Re: [Math] Fluent API, inheritance and immutability

Phil Steitz Mon, 12 Aug 2013 12:26:33 -0700

On 8/12/13 10:55 AM, Evan Ward wrote:
> On 08/12/2013 12:19 PM, Phil Steitz wrote:
>> On 8/12/13 9:04 AM, Evan Ward wrote:
>>> On 08/09/2013 06:55 PM, Gilles wrote:
>>>>>> [...]
>>>>>>
>>>>>>> This does make it important to decide on a well written and
>>>>>>> complete API before releasing it.
>>>>>> When the scope of the software is well circumscribed, that would be
>>>>>> possible. With the whole of [Math]ematics, much less so. :-}
>>>>>> And state-of-the-art in Java is a moving target, aimed at by changing
>>>>>> CM contributors with differing needs and tastes; this adds to the
>>>>>> unstable mix.
>>>>> That's a good point. I still prefer the interface design (though I may
>>>>> be in the minority) for two reasons. First, if a concrete class only
>>>>> publicly exposes the methods defined in an interface it encourages
>>>>> polymorphism. User code that uses one implementation can be easily
>>>>> switched to another and new implementations are less constrained.
>>>>> Second, it encourages composition over inheritance. I agree with Josh
>>>>> Bloch that composition produces more maintainable code. Adding new
>>>>> methods to an existing interface/class breaks composition.
>>>> The "problem" is to get the interface right. As it happens, at some point
>>>> we discover something that was not foreseen; and to correct/improve the
>>>> design, compatibility must be broken.
>>>> [But refactoring is not a failure of development; it's part of it.]
>>>>
>>>>> I think the interface/abstract class discussion is partially separable
>>>>> from the immutable/mutable discussion. I see the algorithm as the part
>>>>> that could really benefit from the polymorphism. Perhaps separating the
>>>>> problem definition (data) from the algorithm will improve the
>>>>> flexibility of the API. For example,
>>>>>
>>>>> PointVectorValuePair solveMyNLLSProblem(NLLSOptimizer opt){
>>>>>     //define problem to solve in an independent object
>>>>>     NLLSProblem p = new NLLSProblem(/*model functions, weights,
>>>>> convergence checker, ...*/);
>>>>>
>>>>>     //provide algorithm with the data it needs
>>>>>     //algorithm has no problem specific state
>>>>>     return opt.optimize(p);
>>>>> }
>>>> I may be missing something, but how much better is it to store
>>>> everything the optimizer needs in yet another class?

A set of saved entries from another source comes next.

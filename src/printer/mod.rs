//! Printers for decoded results.

use blockrun::decode::Decoded;
use owo_colors::OwoColorize;

pub struct ResultPrinter {
    pub color: Option<&'static str>,
}

impl ResultPrinter {
    /// Red for failed runs when stdout is a terminal, plain otherwise.
    pub fn new(success: bool, is_tty: bool) -> Self {
        let color = if !success && is_tty { Some("red") } else { None };
        Self { color }
    }

    pub fn print(&self, decoded: &Decoded) {
        match decoded {
            Decoded::Structured(value) => {
                let json = serde_json::Value::from(value);
                let text = serde_json::to_string_pretty(&json).unwrap_or_else(|_| json.to_string());
                self.print_text(&text);
            }
            Decoded::Raw(text) => self.print_text(text.trim_end_matches('\n')),
        }
    }

    pub fn print_text(&self, text: &str) {
        match self.color {
            Some("red") => println!("{}", text.red()),
            _ => println!("{}", text),
        }
    }
}
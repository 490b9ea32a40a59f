//! The per-block parameter bag.

use std::collections::HashMap;
use std::fmt;
use std::str::FromStr;

use serde::Deserialize;

use super::permissions::Permission;
use crate::config::Config;
use crate::error::{Error, Result};
use crate::script::{Binding, Value, VariablePrefix};

/// How the snippet's result is collected.
#[derive(Debug, Clone, Copy, PartialEq, Eq, Default, Deserialize)]
#[serde(rename_all = "lowercase")]
pub enum ResultType {
    /// Capture the value of the body and print it.
    #[default]
    Value,
    /// Run the body as-is and take whatever it prints.
    Output,
}

impl fmt::Display for ResultType {
    fn fmt(&self, f: &mut fmt::Formatter<'_>) -> fmt::Result {
        f.write_str(match self {
            ResultType::Value => "value",
            ResultType::Output => "output",
        })
    }
}

impl FromStr for ResultType {
    type Err = String;

    fn from_str(s: &str) -> std::result::Result<Self, Self::Err> {
        match s.trim() {
            "value" => Ok(ResultType::Value),
            "output" => Ok(ResultType::Output),
            other => Err(format!("expected value or output, got `{other}`")),
        }
    }
}

/// Execution options for one code block.
///
/// Keys follow the block header names (`result-type`, `colname-names`, ...).
/// Unknown keys are ignored so a full header bag can be passed through.
#[derive(Debug, Clone, Default, Deserialize)]
#[serde(rename_all = "kebab-case", default)]
pub struct ExecutionParams {
    pub cmd: Option<String>,
    pub result_type: ResultType,
    /// Bindings in declaration order.
    pub var: serde_json::Map<String, serde_json::Value>,
    pub allow: Vec<Permission>,
    /// Field names per binding; a binding listed here renders as a record.
    pub colname_names: HashMap<String, Vec<String>>,
    pub prefix: Option<VariablePrefix>,
    pub prologue: Option<String>,
    pub epilogue: Option<String>,
    pub session: Option<String>,
}

impl ExecutionParams {
    pub fn from_json(text: &str) -> Result<Self> {
        serde_json::from_str(text).map_err(|e| Error::invalid("params", e.to_string()))
    }

    /// Reject options this tool cannot honour.
    pub fn validate(&self) -> Result<()> {
        match self.session.as_deref().map(str::trim) {
            None | Some("") | Some("none") => Ok(()),
            Some(other) => Err(Error::SessionUnsupported(other.to_string())),
        }
    }

    /// Bindings with their array-or-record shape fixed.
    pub fn bindings(&self) -> Vec<Binding> {
        self.var
            .iter()
            .map(|(name, json)| {
                let fields = self
                    .colname_names
                    .get(name)
                    .map(Vec::as_slice)
                    .unwrap_or(&[]);
                Binding::new(name.clone(), Value::from(json.clone()), fields)
            })
            .collect()
    }

    pub fn prefix(&self, config: &Config) -> Result<VariablePrefix> {
        match self.prefix {
            Some(prefix) => Ok(prefix),
            None => config.variable_prefix(),
        }
    }

    pub fn command(&self, config: &Config) -> String {
        self.cmd
            .clone()
            .filter(|c| !c.trim().is_empty())
            .unwrap_or_else(|| config.command())
    }
}

#[cfg(test)]
mod tests {
    use super::*;
    use std::path::Path;

    #[test]
    fn test_from_json_full_bag() {
        let params = ExecutionParams::from_json(
            r#"{
                "cmd": "deno run --quiet",
                "result-type": "output",
                "var": {"rows": [[1, 2], [3, 4]], "name": "deno"},
                "allow": ["net", ["read", ["/tmp"]]],
                "colname-names": {"rows": ["left", "right"]},
                "prefix": "const",
                "exports": "both"
            }"#,
        )
        .unwrap();
        assert_eq!(params.cmd.as_deref(), Some("deno run --quiet"));
        assert_eq!(params.result_type, ResultType::Output);
        assert_eq!(params.prefix, Some(VariablePrefix::Const));
        assert_eq!(params.allow.len(), 2);

        let decls: Vec<String> = params
            .bindings()
            .iter()
            .map(|b| b.declaration(VariablePrefix::Const))
            .collect();
        assert_eq!(
            decls,
            vec![
                "const rows = { left: [1, 2], right: [3, 4] };".to_string(),
                "const name = \"deno\";".to_string(),
            ]
        );
    }

    #[test]
    fn test_defaults() {
        let params = ExecutionParams::from_json("{}").unwrap();
        assert_eq!(params.result_type, ResultType::Value);
        assert!(params.var.is_empty());
        let cfg = Config::from_file(Path::new("/nonexistent/.blockrunrc"));
        assert_eq!(params.command(&cfg), "deno run");
        assert_eq!(params.prefix(&cfg).unwrap(), VariablePrefix::Let);
    }

    #[test]
    fn test_bad_values_are_rejected() {
        assert!(ExecutionParams::from_json(r#"{"result-type": "table"}"#).is_err());
        assert!(ExecutionParams::from_json(r#"{"prefix": "val"}"#).is_err());
        assert!(ExecutionParams::from_json(r#"{"var": [1, 2]}"#).is_err());
    }

    #[test]
    fn test_sessions_rejected() {
        let mut params = ExecutionParams::default();
        assert!(params.validate().is_ok());
        params.session = Some("none".into());
        assert!(params.validate().is_ok());
        params.session = Some("main".into());
        assert!(matches!(params.validate(), Err(Error::SessionUnsupported(s)) if s == "main"));
    }
}
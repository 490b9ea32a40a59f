mod cli;
mod printer;

use std::fs;
use std::io::{self, Read, Write};
use std::path::Path;

use anyhow::{bail, Context, Result};
use blockrun::{config::Config, execution, process::ShellInterpreter};
use is_terminal::IsTerminal;
use printer::ResultPrinter;
use tracing_subscriber::EnvFilter;

#[tokio::main]
async fn main() -> Result<()> {
    tracing_subscriber::fmt()
        .with_env_filter(
            EnvFilter::try_from_default_env().unwrap_or_else(|_| EnvFilter::new("warn")),
        )
        .with_writer(io::stderr)
        .init();

    let args = cli::Cli::parse();
    let cfg = Config::load();
    let params = args.params()?;
    let snippet = read_snippet(args.file.as_deref())?;

    if args.expand {
        print!("{}", execution::expand(&params, &snippet, &cfg)?);
        io::stdout().flush()?;
        return Ok(());
    }

    let interpreter = ShellInterpreter::from_config(&cfg);
    let run = execution::execute(&params, &snippet, &cfg, &interpreter).await?;

    let printer = ResultPrinter::new(run.success(), io::stdout().is_terminal());
    if args.raw {
        printer.print_text(run.output.trim_end_matches('\n'));
    } else {
        printer.print(&run.result);
    }

    // Mirror the interpreter's exit status.
    if !run.success() {
        io::stdout().flush()?;
        std::process::exit(run.status.unwrap_or(1));
    }
    Ok(())
}

fn read_snippet(file: Option<&Path>) -> Result<String> {
    match file {
        Some(path) if path != Path::new("-") => fs::read_to_string(path)
            .with_context(|| format!("reading snippet: {}", path.display())),
        _ => {
            let stdin = io::stdin();
            if file.is_none() && stdin.is_terminal() {
                bail!("Provide a snippet file or pipe one on stdin");
            }
            let mut buf = String::new();
            stdin.lock().read_to_string(&mut buf)?;
            Ok(buf)
        }
    }
}
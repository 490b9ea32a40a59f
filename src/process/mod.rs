//! Interpreter process invocation.

use crate::error::Result;

pub mod env;
pub mod shell;

pub use env::ScopedEnv;
pub use shell::ShellInterpreter;

/// Text captured from one interpreter run.
#[derive(Debug, Clone, Default, PartialEq, Eq)]
pub struct Captured {
    /// Stdout, followed by stderr when there was any.
    pub text: String,
    /// Exit code; `None` when the process was killed by a signal.
    pub status: Option<i32>,
}

impl Captured {
    pub fn success(&self) -> bool {
        self.status == Some(0)
    }
}

/// Something that can run a full interpreter command line.
#[allow(async_fn_in_trait)]
pub trait Interpreter {
    async fn run(&self, command_line: &str) -> Result<Captured>;
}
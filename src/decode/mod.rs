//! Decoding of interpreter output into structured values.
//!
//! Output that looks like a bracketed list (what `Deno.inspect` prints for an
//! array) is read back with a small literal parser for that subset of the
//! grammar: nested lists of strings, numbers, booleans and bare words. Any
//! other text, or a list the parser cannot read completely, comes back as
//! the raw string.

use std::iter::Peekable;
use std::str::CharIndices;

use crate::script::{Scalar, Value};

/// Lists nested deeper than this are returned as text.
const MAX_DEPTH: usize = 512;

/// Result of decoding captured output.
#[derive(Debug, Clone, PartialEq)]
pub enum Decoded {
    Structured(Value),
    Raw(String),
}

/// Decode `raw` as a list literal when it is bracket-shaped, else pass it through.
pub fn decode(raw: &str) -> Decoded {
    let trimmed = raw.trim();
    if !(trimmed.starts_with('[') && trimmed.ends_with(']')) {
        return Decoded::Raw(raw.to_string());
    }
    let mut reader = Reader::new(trimmed);
    match reader.list() {
        Some(value) if reader.at_end() => Decoded::Structured(value),
        _ => {
            tracing::debug!("bracketed output did not parse as a list; returning text");
            Decoded::Raw(raw.to_string())
        }
    }
}

struct Reader<'a> {
    chars: Peekable<CharIndices<'a>>,
    src: &'a str,
    depth: usize,
}

impl<'a> Reader<'a> {
    fn new(src: &'a str) -> Self {
        Self {
            chars: src.char_indices().peekable(),
            src,
            depth: 0,
        }
    }

    fn peek(&mut self) -> Option<char> {
        self.chars.peek().map(|&(_, c)| c)
    }

    fn bump(&mut self) -> Option<char> {
        self.chars.next().map(|(_, c)| c)
    }

    fn offset(&mut self) -> usize {
        self.chars.peek().map(|&(i, _)| i).unwrap_or(self.src.len())
    }

    fn at_end(&mut self) -> bool {
        self.skip_whitespace();
        self.peek().is_none()
    }

    fn skip_whitespace(&mut self) {
        while self.peek().is_some_and(char::is_whitespace) {
            self.bump();
        }
    }

    fn skip_separators(&mut self) {
        while self.peek().is_some_and(|c| c == ',' || c.is_whitespace()) {
            self.bump();
        }
    }

    fn list(&mut self) -> Option<Value> {
        if self.depth >= MAX_DEPTH {
            return None;
        }
        self.depth += 1;
        let list = self.list_items();
        self.depth -= 1;
        list
    }

    fn list_items(&mut self) -> Option<Value> {
        if self.bump()? != '[' {
            return None;
        }
        let mut items = Vec::new();
        loop {
            self.skip_separators();
            match self.peek()? {
                ']' => {
                    self.bump();
                    return Some(Value::Sequence(items));
                }
                _ => items.push(self.value()?),
            }
            // Elements must be separated; `[1x]` is not a list.
            match self.peek()? {
                ']' | ',' => {}
                c if c.is_whitespace() => {}
                _ => return None,
            }
        }
    }

    fn value(&mut self) -> Option<Value> {
        match self.peek()? {
            '[' => self.list(),
            '"' | '\'' | '`' => self.string().map(|s| Value::Scalar(Scalar::Str(s))),
            c if c.is_ascii_digit() || matches!(c, '-' | '+' | '.') => self.number(),
            c if c.is_alphabetic() || c == '_' || c == '$' => Some(word_value(&self.word(), false)),
            _ => None,
        }
    }

    fn word(&mut self) -> String {
        let start = self.offset();
        while self
            .peek()
            .is_some_and(|c| c.is_alphanumeric() || c == '_' || c == '$')
        {
            self.bump();
        }
        let end = self.offset();
        self.src[start..end].to_string()
    }

    fn number(&mut self) -> Option<Value> {
        let start = self.offset();
        let negative = match self.peek()? {
            '-' => {
                self.bump();
                true
            }
            '+' => {
                self.bump();
                false
            }
            _ => false,
        };
        if self.peek().is_some_and(char::is_alphabetic) {
            return match word_value(&self.word(), negative) {
                v @ Value::Scalar(Scalar::Float(_)) => Some(v),
                _ => None,
            };
        }

        let mut prev = ' ';
        while let Some(c) = self.peek() {
            let exponent_sign = matches!(c, '+' | '-') && matches!(prev, 'e' | 'E');
            if c.is_ascii_digit() || matches!(c, '.' | 'e' | 'E') || exponent_sign {
                prev = c;
                self.bump();
            } else {
                break;
            }
        }
        let end = self.offset();
        let text = &self.src[start..end];
        if let Ok(i) = text.parse::<i64>() {
            return Some(Value::Scalar(Scalar::Int(i)));
        }
        text.parse::<f64>().ok().map(|f| Value::Scalar(Scalar::Float(f)))
    }

    fn string(&mut self) -> Option<String> {
        let quote = self.bump()?;
        let mut out = String::new();
        loop {
            match self.bump()? {
                c if c == quote => return Some(out),
                '\\' => out.push(self.escape()?),
                c => out.push(c),
            }
        }
    }

    fn escape(&mut self) -> Option<char> {
        let c = self.bump()?;
        Some(match c {
            'n' => '\n',
            't' => '\t',
            'r' => '\r',
            'b' => '\u{8}',
            'f' => '\u{c}',
            'v' => '\u{b}',
            '0' => '\0',
            'x' => self.hex_digits(2)?,
            'u' if self.peek() == Some('{') => {
                self.bump();
                let start = self.offset();
                while self.peek().is_some_and(|c| c != '}') {
                    self.bump();
                }
                let end = self.offset();
                self.bump()?;
                char::from_u32(u32::from_str_radix(&self.src[start..end], 16).ok()?)?
            }
            'u' => self.hex_digits(4)?,
            other => other,
        })
    }

    fn hex_digits(&mut self, n: usize) -> Option<char> {
        let start = self.offset();
        for _ in 0..n {
            if !self.bump()?.is_ascii_hexdigit() {
                return None;
            }
        }
        let end = self.offset();
        char::from_u32(u32::from_str_radix(&self.src[start..end], 16).ok()?)
    }
}

fn word_value(word: &str, negative: bool) -> Value {
    let sign = if negative { -1.0 } else { 1.0 };
    match word {
        "true" => Value::Scalar(Scalar::Bool(true)),
        "false" => Value::Scalar(Scalar::Bool(false)),
        "Infinity" => Value::Scalar(Scalar::Float(sign * f64::INFINITY)),
        "NaN" => Value::Scalar(Scalar::Float(f64::NAN)),
        other => Value::atom(other),
    }
}
//! Error types for script assembly and execution.

use thiserror::Error;

/// Errors raised while preparing or running a code block.
///
/// Interpreter failures (non-zero exit, text on stderr) are not errors: their
/// captured output is the result. These variants cover the cases where no
/// output could be produced at all.
#[derive(Debug, Error)]
pub enum Error {
    /// The TypeScript grammar could not be loaded into the parser.
    #[error("failed to load TypeScript grammar: {0}")]
    Grammar(String),

    /// The parser returned no syntax tree.
    #[error("failed to parse snippet")]
    Parse,

    /// A parameter in the bag had an unusable value.
    #[error("invalid parameter `{key}`: {message}")]
    InvalidParam { key: &'static str, message: String },

    /// Persistent sessions were requested.
    #[error("sessions are not supported (got session `{0}`)")]
    SessionUnsupported(String),

    /// The interpreter process could not be started.
    #[error("failed to spawn `{command}`: {source}")]
    Spawn {
        command: String,
        #[source]
        source: std::io::Error,
    },

    /// The interpreter ran past the configured timeout.
    #[error("interpreter timed out after {0}s")]
    Timeout(u64),

    #[error(transparent)]
    Io(#[from] std::io::Error),
}

pub type Result<T> = std::result::Result<T, Error>;

impl Error {
    pub(crate) fn invalid(key: &'static str, message: impl Into<String>) -> Self {
        Error::InvalidParam {
            key,
            message: message.into(),
        }
    }
}
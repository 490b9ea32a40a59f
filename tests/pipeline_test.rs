use std::path::{Path, PathBuf};
use std::sync::Mutex;

use anyhow::Result;
use blockrun::{
    config::Config,
    decode::Decoded,
    execution::{self, ExecutionParams, ResultType, NO_COLOR},
    process::{Captured, Interpreter},
    script::Value,
    Error,
};

// Tests that run the pipeline touch the process-wide NO_COLOR variable.
static ENV_LOCK: Mutex<()> = Mutex::new(());

/// Returns canned output and records what it was asked to run.
struct FakeInterpreter {
    reply: std::result::Result<Captured, ()>,
    calls: Mutex<Vec<Call>>,
}

#[derive(Debug, Clone)]
struct Call {
    command: String,
    script_path: PathBuf,
    script: String,
    no_color: Option<String>,
}

impl FakeInterpreter {
    fn replying(text: &str, status: i32) -> Self {
        Self {
            reply: Ok(Captured {
                text: text.to_string(),
                status: Some(status),
            }),
            calls: Mutex::new(Vec::new()),
        }
    }

    fn failing() -> Self {
        Self {
            reply: Err(()),
            calls: Mutex::new(Vec::new()),
        }
    }

    fn calls(&self) -> Vec<Call> {
        self.calls.lock().unwrap().clone()
    }
}

impl Interpreter for FakeInterpreter {
    async fn run(&self, command_line: &str) -> blockrun::Result<Captured> {
        let (_, quoted) = command_line.rsplit_once(' ').unwrap();
        let script_path = PathBuf::from(quoted.trim_matches('\''));
        let script = std::fs::read_to_string(&script_path)?;
        self.calls.lock().unwrap().push(Call {
            command: command_line.to_string(),
            script_path,
            script,
            no_color: std::env::var(NO_COLOR).ok(),
        });
        match &self.reply {
            Ok(captured) => Ok(captured.clone()),
            Err(()) => Err(Error::Spawn {
                command: command_line.to_string(),
                source: std::io::Error::new(std::io::ErrorKind::NotFound, "no such interpreter"),
            }),
        }
    }
}

fn config() -> Config {
    Config::from_file(Path::new("/nonexistent/blockrun/.blockrunrc"))
}

#[cfg(unix)]
#[tokio::test]
async fn test_value_block_round_trip() -> Result<()> {
    let _lock = ENV_LOCK.lock().unwrap_or_else(|e| e.into_inner());
    let before = std::env::var_os(NO_COLOR);

    let params = ExecutionParams::from_json(
        r#"{"var": {"xs": [1, 2, 3]}, "allow": ["net", ["read", ["/tmp"]]]}"#,
    )?;
    let snippet = "import { double } from \"./double.ts\";\nxs.map(double)";
    let fake = FakeInterpreter::replying("[ 2, 4, 6 ]", 0);

    let run = execution::execute(&params, snippet, &config(), &fake).await?;

    assert!(run.success());
    assert_eq!(run.result, Decoded::Structured(Value::from(vec![2i64, 4, 6])));
    assert_eq!(run.output, "[ 2, 4, 6 ]");

    let calls = fake.calls();
    assert_eq!(calls.len(), 1);
    let call = &calls[0];
    assert!(call
        .command
        .starts_with("deno run --allow-net --allow-read=/tmp '"));
    assert!(call.command.ends_with(".ts'"));
    assert_eq!(call.script, run.script);
    assert!(call.script.starts_with(
        "import { double } from \"./double.ts\";\n\nlet xs = [1, 2, 3];\n"
    ));
    assert!(call.script.contains("return (xs.map(double));"));
    assert_eq!(call.no_color.as_deref(), Some("1"));

    // The temp script is gone and the environment is back as it was.
    assert!(!call.script_path.exists());
    assert_eq!(std::env::var_os(NO_COLOR), before);
    Ok(())
}

#[cfg(unix)]
#[tokio::test]
async fn test_failed_run_is_returned_as_text() -> Result<()> {
    let _lock = ENV_LOCK.lock().unwrap_or_else(|e| e.into_inner());

    let params = ExecutionParams {
        result_type: ResultType::Output,
        ..Default::default()
    };
    let text = "error: Uncaught (in promise) ReferenceError: nope is not defined\n";
    let fake = FakeInterpreter::replying(text, 1);

    let run = execution::execute(&params, "console.log(nope)", &config(), &fake).await?;

    assert!(!run.success());
    assert_eq!(run.status, Some(1));
    assert_eq!(run.result, Decoded::Raw(text.to_string()));
    assert_eq!(fake.calls()[0].script, "\nconsole.log(nope)");
    Ok(())
}

#[cfg(unix)]
#[tokio::test]
async fn test_environment_restored_when_interpreter_errors() -> Result<()> {
    let _lock = ENV_LOCK.lock().unwrap_or_else(|e| e.into_inner());
    let before = std::env::var_os(NO_COLOR);

    let fake = FakeInterpreter::failing();
    let err = execution::execute(&ExecutionParams::default(), "1 + 1", &config(), &fake)
        .await
        .unwrap_err();

    assert!(matches!(err, Error::Spawn { .. }));
    assert_eq!(fake.calls()[0].no_color.as_deref(), Some("1"));
    assert_eq!(std::env::var_os(NO_COLOR), before);
    Ok(())
}

#[tokio::test]
async fn test_session_rejected_before_running() -> Result<()> {
    let params = ExecutionParams::from_json(r#"{"session": "main"}"#)?;
    let fake = FakeInterpreter::replying("unused", 0);

    let err = execution::execute(&params, "1", &config(), &fake)
        .await
        .unwrap_err();

    assert!(matches!(err, Error::SessionUnsupported(_)));
    assert!(fake.calls().is_empty());
    Ok(())
}

#[test]
fn test_expand_matches_declaration_scenario() -> Result<()> {
    let params = ExecutionParams::from_json(
        r#"{"var": {"x": [1, 2]}, "colname-names": {"x": ["a", "b"]}, "result-type": "output"}"#,
    )?;
    let script = execution::expand(&params, "console.log(x.a + x.b)", &config())?;
    assert_eq!(script, "\nlet x = { a: 1, b: 2 };\nconsole.log(x.a + x.b)");
    Ok(())
}
//! Capability list to `--allow-*` flag conversion.

use std::str::FromStr;

use serde::{Deserialize, Deserializer};

/// One granted capability, optionally narrowed to a list of scopes.
///
/// Deserializes from `"net"` or `["read", ["/tmp", "/var"]]`. Names are
/// not checked here; unknown capabilities are the interpreter's to reject.
#[derive(Debug, Clone, PartialEq, Eq, Deserialize)]
#[serde(untagged)]
pub enum Permission {
    Bare(String),
    Scoped(String, #[serde(deserialize_with = "stringified")] Vec<String>),
}

fn stringified<'de, D>(deserializer: D) -> Result<Vec<String>, D::Error>
where
    D: Deserializer<'de>,
{
    let values = Vec::<serde_json::Value>::deserialize(deserializer)?;
    Ok(values
        .into_iter()
        .map(|v| match v {
            serde_json::Value::String(s) => s,
            other => other.to_string(),
        })
        .collect())
}

impl Permission {
    pub fn flag(&self) -> String {
        match self {
            Permission::Bare(name) => format!("--allow-{name}"),
            Permission::Scoped(name, values) => format!("--allow-{name}={}", values.join(",")),
        }
    }
}

/// Flags for every entry, in order, separated by single spaces.
pub fn format_flags(permissions: &[Permission]) -> String {
    permissions
        .iter()
        .map(Permission::flag)
        .collect::<Vec<_>>()
        .join(" ")
}

impl FromStr for Permission {
    type Err = String;

    /// `net` or `read=/tmp,/var`.
    fn from_str(s: &str) -> Result<Self, Self::Err> {
        let s = s.trim();
        match s.split_once('=') {
            Some(("", _)) => Err(format!("missing capability name in `{s}`")),
            Some((name, values)) => Ok(Permission::Scoped(
                name.to_string(),
                values
                    .split(',')
                    .filter(|v| !v.is_empty())
                    .map(str::to_string)
                    .collect(),
            )),
            None if s.is_empty() => Err("empty capability".to_string()),
            None => Ok(Permission::Bare(s.to_string())),
        }
    }
}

>>>> [Then, that's a possible approach, but it's not what we started
>>>> from in Commons Math, and when trying to fix some inconsistency
>>>> or removing duplicate code, I tried to retain what could be from
>>>> the existing design.]
>>> I've looked at the implementations of GN and LM and it seems that the
>>> abstract classes are primarily concerned with evaluating the model, and
>>> the concrete classes use the evaluation to compute the next step. I
>>> think separating those two concerns could simplify the implementation of
>>> the optimizers. The NLLSProblem class would provide methods to evaluate
>>> the weighted Jacobian, residuals, etc. The concrete class would look
>>> almost the same as they do today, except calls to the parent class would
>>> be replaced with calls to the NLLSProblem class.
>>>
>>> The benefit is that the optimizer implementation/hierarchy would be
>>> simpler and other classes could use the methods for model evaluation. I
>>> don't think keeping the optimization algorithm and data in the same
>>> class gains much since all the scratch space is reallocated on each call
>>> to optimize. (Performance will be about the same either way.)
>>>
>>>>>>> [...] Thread safety is a tricky beast. I think we agree that the only
>>>>>>> way to guarantee thread safety is to only depend on final concrete
>>>>>>> classes that are thread safe themselves.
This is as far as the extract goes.